Read the following excerpt from an essay about Benny Paret by Norman Mailer.
“And Paret? Paret died on his feet. As he took those eighteen punches, something happened to everyone who was in psychic range of the event. Some part of his death reached out to us. One felt it hover in the air. He was still standing in the ropes, trapped as he had been before; he gave some little half-smile of regret, as if he were saying, ‘I didn’t know I was going to die just yet,’ and then, his head leaning back but still erect, his death came to breathe about him. He began to pass away. As he passed, his limbs descended beneath him, and he sank slowly to the floor. He went down more slowly than any fighter had ever gone down; he went down like a large ship which turns on end and slides second by second into its grave. As he went down, the sound of Griffith’s punches echoed in the mind like a heavy ax in the distance chopping into a wet log.”
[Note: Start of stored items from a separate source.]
//! Pointer targets and resize affordances

use serde::{Deserialize, Serialize};
use crate::math::{Rect, CHROME_STYLE};

/// Title bar control button
#[derive(Clone, Copy, Debug, PartialEq, Eq, Serialize, Deserialize)]
#[serde(rename_all = "lowercase")]
pub enum TitleButton {
    Minimize,
    Maximize,
    Close,
}

impl TitleButton {
    /// Match a button by its `aria-label`
    pub fn from_aria_label(label: &str) -> Option<Self> {
        match label {
            "Minimize" => Some(TitleButton::Minimize),
            "Maximize" => Some(TitleButton::Maximize),
            "Close" => Some(TitleButton::Close),
            _ => None,
        }
    }
}

/// Edge or corner a resize affordance sits on
#[derive(Clone, Copy, Debug, PartialEq, Eq, Hash, Serialize, Deserialize)]
#[serde(rename_all = "lowercase")]
pub enum ResizeDirection {
    N,
    E,
    S,
    W,
    NE,
    SE,
    SW,
    NW,
}

impl ResizeDirection {
    /// All eight directions, in the order the affordances are installed
    pub const ALL: [ResizeDirection; 8] = [
        ResizeDirection::N,
        ResizeDirection::E,
        ResizeDirection::S,
        ResizeDirection::W,
        ResizeDirection::NE,
        ResizeDirection::SE,
        ResizeDirection::SW,
        ResizeDirection::NW,
    ];

    /// Parse the short form used in affordance class names (`resize-ne`)
    pub fn parse(s: &str) -> Option<Self> {
        match s {
            "n" => Some(ResizeDirection::N),
            "e" => Some(ResizeDirection::E),
            "s" => Some(ResizeDirection::S),
            "w" => Some(ResizeDirection::W),
            "ne" => Some(ResizeDirection::NE),
            "se" => Some(ResizeDirection::SE),
            "sw" => Some(ResizeDirection::SW),
            "nw" => Some(ResizeDirection::NW),
            _ => None,
        }
    }

    /// Short form
    pub fn as_str(self) -> &'static str {
        match self {
            ResizeDirection::N => "n",
            ResizeDirection::E => "e",
            ResizeDirection::S => "s",
            ResizeDirection::W => "w",
            ResizeDirection::NE => "ne",
            ResizeDirection::SE => "se",
            ResizeDirection::SW => "sw",
            ResizeDirection::NW => "nw",
        }
    }

    /// Moves the left edge
    #[inline]
    pub fn moves_left(self) -> bool {
        matches!(self, ResizeDirection::W | ResizeDirection::NW | ResizeDirection::SW)
    }

    /// Moves the right edge
    #[inline]
    pub fn moves_right(self) -> bool {
        matches!(self, ResizeDirection::E | ResizeDirection::NE | ResizeDirection::SE)
    }

    /// Moves the top edge
    #[inline]
    pub fn moves_top(self) -> bool {
        matches!(self, ResizeDirection::N | ResizeDirection::NE | ResizeDirection::NW)
    }

    /// Moves the bottom edge
    #[inline]
    pub fn moves_bottom(self) -> bool {
        matches!(self, ResizeDirection::S | ResizeDirection::SE | ResizeDirection::SW)
    }

    /// Is a corner affordance
    #[inline]
    pub fn is_corner(self) -> bool {
        matches!(
            self,
            ResizeDirection::NE | ResizeDirection::SE | ResizeDirection::SW | ResizeDirection::NW
        )
    }

    /// CSS cursor for this affordance
    pub fn cursor(self) -> &'static str {
        match self {
            ResizeDirection::N => "n-resize",
            ResizeDirection::E => "e-resize",
            ResizeDirection::S => "s-resize",
            ResizeDirection::W => "w-resize",
            ResizeDirection::NE => "ne-resize",
            ResizeDirection::SE => "se-resize",
            ResizeDirection::SW => "sw-resize",
            ResizeDirection::NW => "nw-resize",
        }
    }

    /// Affordance rectangle relative to the window's own top-left corner
    pub fn affordance_rect(self, frame: &Rect) -> Rect {
        let edge = CHROME_STYLE.edge_handle;
        let corner = CHROME_STYLE.corner_handle;
        let out = CHROME_STYLE.handle_outset;
        let (w, h) = (frame.width, frame.height);

        match self {
            ResizeDirection::N => Rect::new(0.0, -out, w, edge),
            ResizeDirection::S => Rect::new(0.0, h - edge + out, w, edge),
            ResizeDirection::E => Rect::new(w - edge + out, 0.0, edge, h),
            ResizeDirection::W => Rect::new(-out, 0.0, edge, h),
            ResizeDirection::NE => Rect::new(w - corner + out, -out, corner, corner),
            ResizeDirection::SE => Rect::new(w - corner + out, h - corner + out, corner, corner),
            ResizeDirection::SW => Rect::new(-out, h - corner + out, corner, corner),
            ResizeDirection::NW => Rect::new(-out, -out, corner, corner),
        }
    }
}

/// What a pointer-down landed on inside a window
#[derive(Clone, Copy, Debug, PartialEq, Eq, Serialize, Deserialize)]
#[serde(tag = "type", content = "value", rename_all = "camelCase")]
pub enum PointerTarget {
    /// Title bar surface (drag handle)
    TitleBar,
    /// A control button nested in the title bar
    TitleButton(TitleButton),
    /// A resize affordance
    ResizeHandle(ResizeDirection),
    /// Window body content
    Body,
}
The chart below reveals Mailer’s mastery of diction, skilled use of imagery and figurative language, and manipulation of syntax. A glance, for example, at sentence nine, which recounts Paret’s fall, illustrates this idea. This lengthy sentence (31 words) is a series of clauses slipping irrevocably into one another, even as Paret slides slowly to the floor. Mailer consciously manipulates syntax to stress the meaning and effect of the sentence.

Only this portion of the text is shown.